Radiomics is still in its infancy, but it is foreseeable that AI and radiomics solutions will become a key component of radiologists’ everyday work in the future. Overall, the majority of research efforts have been focused on PCa detection [95, 96]. However, the advantages of radiomics might be even greater in the setting of treatment management, possibly compensating for the limitations of currently available strategies.

It could be speculated that studies on PCa detection are more common because it might be easier to obtain good quality datasets to work on (e.g., more data is needed for studies on treatment response, such as follow-up data). It is also possible that less encouraging results have been found for more complex classification tasks and these are not emerging due to publication bias, a well-known issue in the field of radiomics [97].

The limitations of current evidence should be taken into account, and overly optimistic claims should be avoided. Indeed, each step in the radiomics pipeline hidden methodological pitfalls to be aware of [98]. Above all, the lack of external independent datasets for validation and of prospectively designed studies cast a shadow on the reliability and generalisability of radiomics models, hindering their translation into clinical practice. High image quality is a key factor for reliable prostate MRI conventional interpretation but is not easy to ensure [99]. Similarly, high-quality datasets are necessary to minimise the risk of a garbage in garbage out effect for radiomics and AI models [100]. Additionally, a substantial heterogeneity among radiomics studies was also found, for example in terms of methodology and transparency, but the scientific community is working to promote standardisation in imaging AI and radiomics research, with checklists and guidelines to help design, assess, and interpret radiomics papers [101,102,103].

Finally, medical-legal guidance to address the liability for clinical practice use of radiomics has not been yet provided by official regulatory offices but could aid physicians in gaining confidence with these tools and encourage their safe use [104].

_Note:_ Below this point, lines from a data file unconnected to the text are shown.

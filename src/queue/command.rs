//! Command queue: FIFO of user/job commands awaiting admission,
//! with the same type-dedup discipline as the send queue.

use std::collections::{HashSet, VecDeque};

use crate::command::{Command, CommandType};
use crate::queue::send::{EnqueueError, OnSent};

pub struct QueueEntry {
    pub command: Command,
    pub on_sent: Option<OnSent>,
}

#[derive(Default)]
pub struct CommandQueue {
    entries: VecDeque<QueueEntry>,
    types_present: HashSet<CommandType>,
}

impl CommandQueue {
    pub fn new() -> Self {
        Self::default()
    }

    pub fn push(
        &mut self,
        command: Command,
        on_sent: Option<OnSent>,
    ) -> Result<(), EnqueueError> {
        if let Some(item_type) = command.command_type() {
            if self.types_present.contains(item_type) {
                return Err(EnqueueError::Dedup { item_type: item_type.clone() });
            }
            self.types_present.insert(item_type.clone());
        }
        self.entries.push_back(QueueEntry { command, on_sent });
        Ok(())
    }

    pub fn pop(&mut self) -> Option<QueueEntry> {
        let entry = self.entries.pop_front()?;
        if let Some(item_type) = entry.command.command_type() {
            self.types_present.remove(item_type);
        }
        Some(entry)
    }

    pub fn is_empty(&self) -> bool {
        self.entries.is_empty()
    }

    pub fn len(&self) -> usize {
        self.entries.len()
    }
}

#[cfg(test)]
mod tests {
    use super::*;
    use crate::command::to_command;

    #[test]
    fn fifo_order() {
        let mut q = CommandQueue::new();
        q.push(to_command("G28", None, vec![]), None).unwrap();
        q.push(to_command("G1 X1", None, vec![]), None).unwrap();

        assert_eq!(q.pop().unwrap().command.line(), "G28");
        assert_eq!(q.pop().unwrap().command.line(), "G1 X1");
    }

    #[test]
    fn dedup_rejects_duplicate_type() {
        let mut q = CommandQueue::new();
        let ty = Some(CommandType::Named("temperature".into()));
        q.push(to_command("M105", ty.clone(), vec![]), None).unwrap();
        assert!(q.push(to_command("M105", ty, vec![]), None).is_err());
    }
}
//! The engine's mutable internal-state record, partitioned into a
//! send-side half (guarded by `line_mutex` / `send_queue_mutex`),
//! a receive-side half (touched only by the receive task), and a small
//! "published core" of atomics both sides read as hint-quality checks.
//!
//! Critical sections here are all synchronous and short (a counter bump, a
//! map insert), so plain [`parking_lot::Mutex`] guards them rather than
//! `tokio::sync::Mutex` — nothing here ever awaits while holding a lock.

use std::collections::BTreeMap;
use std::sync::atomic::{AtomicBool, AtomicU32, Ordering};
use std::sync::Arc;
use std::time::Instant;

use parking_lot::Mutex;

use crate::flavor::ErrorKind;
use crate::history::History;
use crate::queue::command::CommandQueue;
use crate::queue::send::SendQueue;
use crate::state::ProtocolState;

/// `(current_line, history)`, guarded by `line_mutex`.
pub struct LineState {
    pub current_line: u64,
    pub history: History,
}

impl LineState {
    pub fn new(history_capacity: usize) -> Self {
        Self { current_line: 1, history: History::new(history_capacity) }
    }

    /// Resets line numbering (M110): clears history and sets the next line
    /// number, per I1.
    pub fn reset(&mut self, new_line_number: u64) {
        self.current_line = new_line_number;
        self.history.clear();
    }
}

/// The admission pipeline's own queues, guarded together by
/// `send_queue_mutex` so a caller sees coherent `resend_active`/enqueue
/// semantics across multi-command expansions.
pub struct SendQueueState {
    pub send_queue: SendQueue,
    pub command_queue: CommandQueue,
}

impl Default for SendQueueState {
    fn default() -> Self {
        Self { send_queue: SendQueue::new(), command_queue: CommandQueue::new() }
    }
}

/// The resend cursor.
#[derive(Default)]
pub struct ResendState {
    pub requested: Option<u64>,
    pub next_to_resend: Option<u64>,
    pub count: u64,
    pub last_error: Option<ErrorKind>,
}

#[derive(Default)]
pub struct ToolState {
    pub current_tool: u32,
    pub former_tool: Option<u32>,
}

#[derive(Default)]
pub struct HeatingState {
    pub active: bool,
    pub start: Option<Instant>,
    pub lost_seconds: f64,
}

#[derive(Default)]
pub struct SdState {
    pub available: bool,
    pub files: Vec<(String, u64)>,
    pub files_temp: Option<Vec<(String, u64)>>,
    pub autoreport: bool,
}

#[derive(Default)]
pub struct FirmwareState {
    pub identified: bool,
    pub name: String,
    pub info: BTreeMap<String, String>,
    pub capabilities: BTreeMap<String, bool>,
}

/// Host-side record of the autoreport intervals last requested, purely for
/// diagnostics/introspection (the firmware is the actual source of truth
/// once it starts honoring `M155`/`M27`).
#[derive(Default)]
pub struct AutoreportState {
    pub temperature_interval_secs: Option<u32>,
    pub sd_interval_secs: Option<u32>,
}

#[derive(Default)]
pub struct TimeoutState {
    pub deadline: Option<Instant>,
    pub consecutive: u32,
    /// Set by `G4` (dwell) to extend the next deadline computation by this
    /// many extra seconds ("extends the communication deadline").
    pub pending_extension_secs: f64,
}

/// The small set of flags every component needs to read without taking a
/// lock ('s "published core"). Writers update both the atomic and
/// whatever guarded struct is authoritative; readers here only get
/// hint-quality answers and must re-validate under the relevant mutex
/// before acting on them.
#[derive(Clone)]
pub struct PublishedFlags {
    pub long_running: Arc<AtomicBool>,
    pub heating: Arc<AtomicBool>,
    pub resend_active: Arc<AtomicBool>,
    pub only_from_job: Arc<AtomicBool>,
    pub trigger_events: Arc<AtomicBool>,
    pub ignore_ok: Arc<AtomicU32>,
    pub send_queue_active: Arc<AtomicBool>,
    /// Set when a caller has requested `pause`/`cancel`/`resume` but the
    /// engine hasn't yet reached a point in the admission pipeline where it
    /// can act on it (e.g. a resend window is still draining).
    pub pending_pause: Arc<AtomicBool>,
    pub pending_cancel: Arc<AtomicBool>,
    pub pending_resume: Arc<AtomicBool>,
    /// Mirrors the active job's `is_sd_streamed()` so the sending loop can
    /// decide whether to keep pulling lines from it without re-locking the
    /// job handle on every iteration.
    pub job_is_sd_streamed: Arc<AtomicBool>,
}

impl Default for PublishedFlags {
    fn default() -> Self {
        Self {
            long_running: Arc::new(AtomicBool::new(false)),
            heating: Arc::new(AtomicBool::new(false)),
            resend_active: Arc::new(AtomicBool::new(false)),
            only_from_job: Arc::new(AtomicBool::new(false)),
            trigger_events: Arc::new(AtomicBool::new(true)),
            ignore_ok: Arc::new(AtomicU32::new(0)),
            send_queue_active: Arc::new(AtomicBool::new(true)),
            pending_pause: Arc::new(AtomicBool::new(false)),
            pending_cancel: Arc::new(AtomicBool::new(false)),
            pending_resume: Arc::new(AtomicBool::new(false)),
            job_is_sd_streamed: Arc::new(AtomicBool::new(false)),
        }
    }
}

impl PublishedFlags {
    pub fn long_running(&self) -> bool {
        self.long_running.load(Ordering::Acquire)
    }

    pub fn set_long_running(&self, v: bool) {
        self.long_running.store(v, Ordering::Release);
    }

    pub fn heating(&self) -> bool {
        self.heating.load(Ordering::Acquire)
    }

    pub fn set_heating(&self, v: bool) {
        self.heating.store(v, Ordering::Release);
    }

    pub fn resend_active(&self) -> bool {
        self.resend_active.load(Ordering::Acquire)
    }

    pub fn set_resend_active(&self, v: bool) {
        self.resend_active.store(v, Ordering::Release);
    }

    pub fn only_from_job(&self) -> bool {
        self.only_from_job.load(Ordering::Acquire)
    }

    pub fn set_only_from_job(&self, v: bool) {
        self.only_from_job.store(v, Ordering::Release);
    }

    pub fn trigger_events(&self) -> bool {
        self.trigger_events.load(Ordering::Acquire)
    }

    pub fn set_trigger_events(&self, v: bool) {
        self.trigger_events.store(v, Ordering::Release);
    }

    pub fn active(&self) -> bool {
        self.send_queue_active.load(Ordering::Acquire)
    }

    pub fn deactivate(&self) {
        self.send_queue_active.store(false, Ordering::Release);
    }

    pub fn pending_pause(&self) -> bool {
        self.pending_pause.load(Ordering::Acquire)
    }

    pub fn set_pending_pause(&self, v: bool) {
        self.pending_pause.store(v, Ordering::Release);
    }

    pub fn pending_cancel(&self) -> bool {
        self.pending_cancel.load(Ordering::Acquire)
    }

    pub fn set_pending_cancel(&self, v: bool) {
        self.pending_cancel.store(v, Ordering::Release);
    }

    pub fn pending_resume(&self) -> bool {
        self.pending_resume.load(Ordering::Acquire)
    }

    pub fn set_pending_resume(&self, v: bool) {
        self.pending_resume.store(v, Ordering::Release);
    }

    pub fn job_is_sd_streamed(&self) -> bool {
        self.job_is_sd_streamed.load(Ordering::Acquire)
    }

    pub fn set_job_is_sd_streamed(&self, v: bool) {
        self.job_is_sd_streamed.store(v, Ordering::Release);
    }
}

/// Everything the engine needs, shared by `Arc` between the two long-running
/// tasks and the public `Protocol` handle.
pub struct Internal {
    pub line: Mutex<LineState>,
    pub send_queue: Mutex<SendQueueState>,
    pub resend: Mutex<ResendState>,
    pub temperatures: Mutex<BTreeMap<String, (Option<f64>, Option<f64>)>>,
    pub tool: Mutex<ToolState>,
    pub heating: Mutex<HeatingState>,
    pub sd: Mutex<SdState>,
    pub firmware: Mutex<FirmwareState>,
    pub timeout: Mutex<TimeoutState>,
    pub autoreport: Mutex<AutoreportState>,
    pub current_z: Mutex<Option<f64>>,
    pub state: Mutex<ProtocolState>,
    pub flags: PublishedFlags,
    pub credit: crate::credit::Credit,
    /// Woken whenever the admission pipeline puts something new onto either
    /// queue (or opens a resend window), so the sending loop isn't left
    /// polling an empty queue on a tight spin.
    pub work: tokio::sync::Notify,
}

impl Internal {
    pub fn new(history_capacity: usize, max_credit: u32) -> Self {
        Self {
            line: Mutex::new(LineState::new(history_capacity)),
            send_queue: Mutex::new(SendQueueState::default()),
            resend: Mutex::new(ResendState::default()),
            temperatures: Mutex::new(BTreeMap::new()),
            tool: Mutex::new(ToolState::default()),
            heating: Mutex::new(HeatingState::default()),
            sd: Mutex::new(SdState::default()),
            firmware: Mutex::new(FirmwareState::default()),
            timeout: Mutex::new(TimeoutState::default()),
            autoreport: Mutex::new(AutoreportState::default()),
            current_z: Mutex::new(None),
            state: Mutex::new(ProtocolState::Disconnected),
            flags: PublishedFlags::default(),
            credit: crate::credit::Credit::new(max_credit),
            work: tokio::sync::Notify::new(),
        }
    }

    /// Validates and applies a state transition, returning the old state on
    /// success.
    pub fn transition(&self, to: ProtocolState) -> Option<ProtocolState> {
        let mut state = self.state.lock();
        if !crate::state::is_valid_transition(*state, to) {
            return None;
        }
        let old = *state;
        *state = to;
        Some(old)
    }

    pub fn current_state(&self) -> ProtocolState {
        *self.state.lock()
    }

    /// Finalizes an in-flight heatup: folds the elapsed wait into
    /// `lost_seconds` and clears the active flag. Shared by the `ok` handler
    /// (heatup completed normally) and the liveness ladder: a communication
    /// timeout while heating means the heatup is done, not a fault.
    pub fn finish_heatup(&self) {
        let mut heating = self.heating.lock();
        if let Some(start) = heating.start.take() {
            heating.lost_seconds += start.elapsed().as_secs_f64();
        }
        heating.active = false;
        drop(heating);
        self.flags.set_heating(false);
    }
}
//! Protocol event listener: a default-no-op trait so a host
//! application can observe engine events without having to special-case
//! unhandled callbacks.

use std::collections::BTreeMap;

use crate::error::ProtocolError;
use crate::state::ProtocolState;

/// Receives notifications from a running [`crate::protocol::Protocol`].
/// Every method has a default no-op body; implementors override only the
/// events they care about.
pub trait ProtocolListener: Send + Sync {
    fn on_protocol_state_change(&self, _old: ProtocolState, _new: ProtocolState) {}

    fn on_protocol_temperature_update(
        &self,
        _temps: &BTreeMap<String, (Option<f64>, Option<f64>)>,
    ) {
    }

    fn on_protocol_firmware_info(&self, _name: &str, _info: &BTreeMap<String, String>) {}

    fn on_protocol_position_update(&self, _z: Option<f64>) {}

    fn on_protocol_sd_status(&self, _current: u64, _total: u64) {}

    /// Firmware published a complete SD file listing (`begin file
    /// list`..`end file list`).
    fn on_protocol_sd_file_list(&self, _files: &[(String, u64)]) {}

    /// Firmware reported a file opened for printing (`File opened: <name>
    /// Size: <n>`).
    fn on_protocol_file_print_started(&self, _name: &str, _size: u64) {}

    /// Firmware reported the active SD print finished.
    fn on_protocol_file_print_done(&self) {}

    /// A protocol-level log line a host UI would want to mirror, distinct
    /// from `tracing`'s own output (e.g. "resend requested" summaries a
    /// terminal-facing client wants even without enabling debug logging).
    fn on_protocol_log(&self, _message: &str) {}

    fn on_protocol_error(&self, _error: &ProtocolError) {}

    /// A line was received from firmware that no flavor matcher claimed
    /// ("unmatched lines are surfaced, not dropped").
    fn on_protocol_unmatched_line(&self, _line: &str) {}
}

/// A listener that discards every event; used where no observer is wired.
pub struct NullListener;

impl ProtocolListener for NullListener {}

#[cfg(test)]
mod tests {
    use super::*;

    #[test]
    fn null_listener_accepts_every_call() {
        let listener = NullListener;
        listener.on_protocol_state_change(ProtocolState::Disconnected, ProtocolState::Connecting);
        listener.on_protocol_unmatched_line("??");
    }
}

In conclusion, this review highlighted excellent future prospects for a role of radiomics in powering decision support tools to aid physicians in the management and treatment planning of PCa patients. However, great efforts are advocated to confirm these encouraging premises and eventually produce the high-level evidence required to turn these exciting perspectives into medical practice realities.